Part 5: RSDL Reference Implementation
5.4 Implementation of the Static Semantics
The static semantics is given by several parts. First, there are transformation rules that transform the RSDL shorthand notations (given in AS0) into their derived counterparts (also in AS1). When doing this, there is also a static analysis included, which means to check whether the identifiers used are really declared, if the types match and the like. This is expressed by well formedness conditions given by Boolean functions that have to be true for the corresponding nodes of the AS0 tree. The transformations are done in several steps. For each step, there are some initial static conditions to check.
The static conditions and the transformation rules are again analysed using the general methodology. They all use a common part of the ASM abstract grammar, namely expressions and patterns as shown below.
expr: Variable(casestring) /* a variable name */
| Literal(casestring) /* a literal name */
| Program(casestring) /* a program name */
| Domain(casestring) /* a domain name */
| IfExpr(expr expr expr) /* a conditional expression */
| CaseExpr(expr cases) /* a case expression */
| FunCall(casestring argumentList) /* a function call */
| Index(expr expr) /* an index expression */
| MKCall(casestring argumentList) /* a constructor call */
| Select(casestring casestring expr) /* a selection function call */
| BinOp(casestring expr expr) /* a binary operator */
| UnOp(casestring expr) /* an unary operator */
| Quant(qkind nameList expr expr) /* a quantified expression */
| SetComp(expr casestring expr expr) /* a set comprehension */
| SeqComp(expr casestring expr expr) /* a sequence comprehension */
| EmptySet() /* an empty set */
| Undef() /* an undefined value */
;
cases: list caseentry; /* list of case entries */
caseentry: Case(pattern expr defList); /* one case of a case expression */
qkind: Exi() | Gen(); /* quantificator: existential or general */
argumentList: list expr; /* list of arguments */
nameList: list casestring; /* list of names */
pattern: NamedPattern(casestring pattern) /* pattern with a name */
| ConstructorPattern(casestring parameters) /* a constructor pattern */
| MatchAll() /* unspecified pattern (“*”) */
| KeywordP(casestring) /* keyword in a pattern */
| TwoKeywordP(casestring casestring) /* two keywords in a pattern */
| UndefP() /* an undefined value in a pattern */
;
parameters: list pattern; /* list of patterns */
These are more than necessary for the transformations, but this way they can also be used for the ASM part.
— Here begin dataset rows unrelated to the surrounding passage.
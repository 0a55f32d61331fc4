mod board;
mod game_state;
pub mod move_selector;
mod types;
mod win_detector;

pub use board::{BOARD_SIZE, Board};
pub use game_state::TicTacToeGame;
pub use move_selector::{SearchOutcome, find_best_move, select_and_apply_best_move};
pub use types::{Cell, FirstPlayerMode, GameStatus, Player, Position, WinningLine};
pub use win_detector::{WINNING_LINES, find_winning_line};
use tictactoe_engine::games::tictactoe::{
    BOARD_SIZE, Board, Cell, GameStatus, Player, Position, TicTacToeGame,
};

use crate::config::MarksConfig;

pub fn render_board(board: &Board, marks: &MarksConfig) -> String {
    let mut output = String::from(" ");
    for col in 0..BOARD_SIZE {
        output.push_str(&format!(" {}", col + 1));
    }
    output.push('\n');

    for row in 0..BOARD_SIZE {
        output.push_str(&(row + 1).to_string());
        for col in 0..BOARD_SIZE {
            let symbol = match board.cell(Position::new(row, col)) {
                Cell::Empty => marks.empty,
                Cell::MarkedBy(Player::Human) => marks.human,
                Cell::MarkedBy(Player::Computer) => marks.computer,
            };
            output.push(' ');
            output.push(symbol);
        }
        output.push('\n');
    }

    output
}

pub fn describe_status(game: &TicTacToeGame) -> String {
    let line = game
        .winning_line()
        .map(|line| {
            format!(
                " ({},{}) to ({},{})",
                line.start.row + 1,
                line.start.col + 1,
                line.end.row + 1,
                line.end.col + 1
            )
        })
        .unwrap_or_default();

    match game.status() {
        GameStatus::InProgress => "Your move".to_string(),
        GameStatus::HumanWon => format!("You win{}. Press 'r' to play again", line),
        GameStatus::ComputerWon => format!("Computer wins{}. Press 'r' to play again", line),
        GameStatus::Draw => "Draw. Press 'r' to play again".to_string(),
    }
}

pub fn help_text() -> &'static str {
    "Moves: '<row> <col>' (1-3) or a cell number 1-9 counted row by row.\n\
     Commands: 'r' restart, 'h' help, 'q' quit."
}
Now we have to insert the rules for the transformations as shown below.
definition: Transformation(letStatements pattern expr casestring expr depTrans);
depTrans: list depTransform;
depTransform:
DependentTransformation(letStatements expr expr) | DependentForall(casestring expr letStatements expr) ;
The same is true for the conditions, that are now represented by the following additional rule.
definition: Condition(casestring expr);
These abstract syntax descriptions are again supplemented by corresponding syntax and lexis descriptions that are omitted here for reasons of brevity. They are really straightforward and do not pose special problems.
The transformation rules are analysed and then transformed into kimwitu rewrite rules. In fact, the generated rewrite rules are grouped into different rewrite views in order to reflect the different steps of the static semantics.
The conditions are transformed into kimwitu functions that are checked using kimwitu unparsing rules before and after the individual steps of the static analysis.
5.4.1 Generation of Rewrite Rules from the Transformations
The format of simple transformations does nicely match the kimwitu rewrite rules format. It is only necessary to introduce rewrite rule names for the single steps. For simplicity they are named trans_1, trans_2, etc.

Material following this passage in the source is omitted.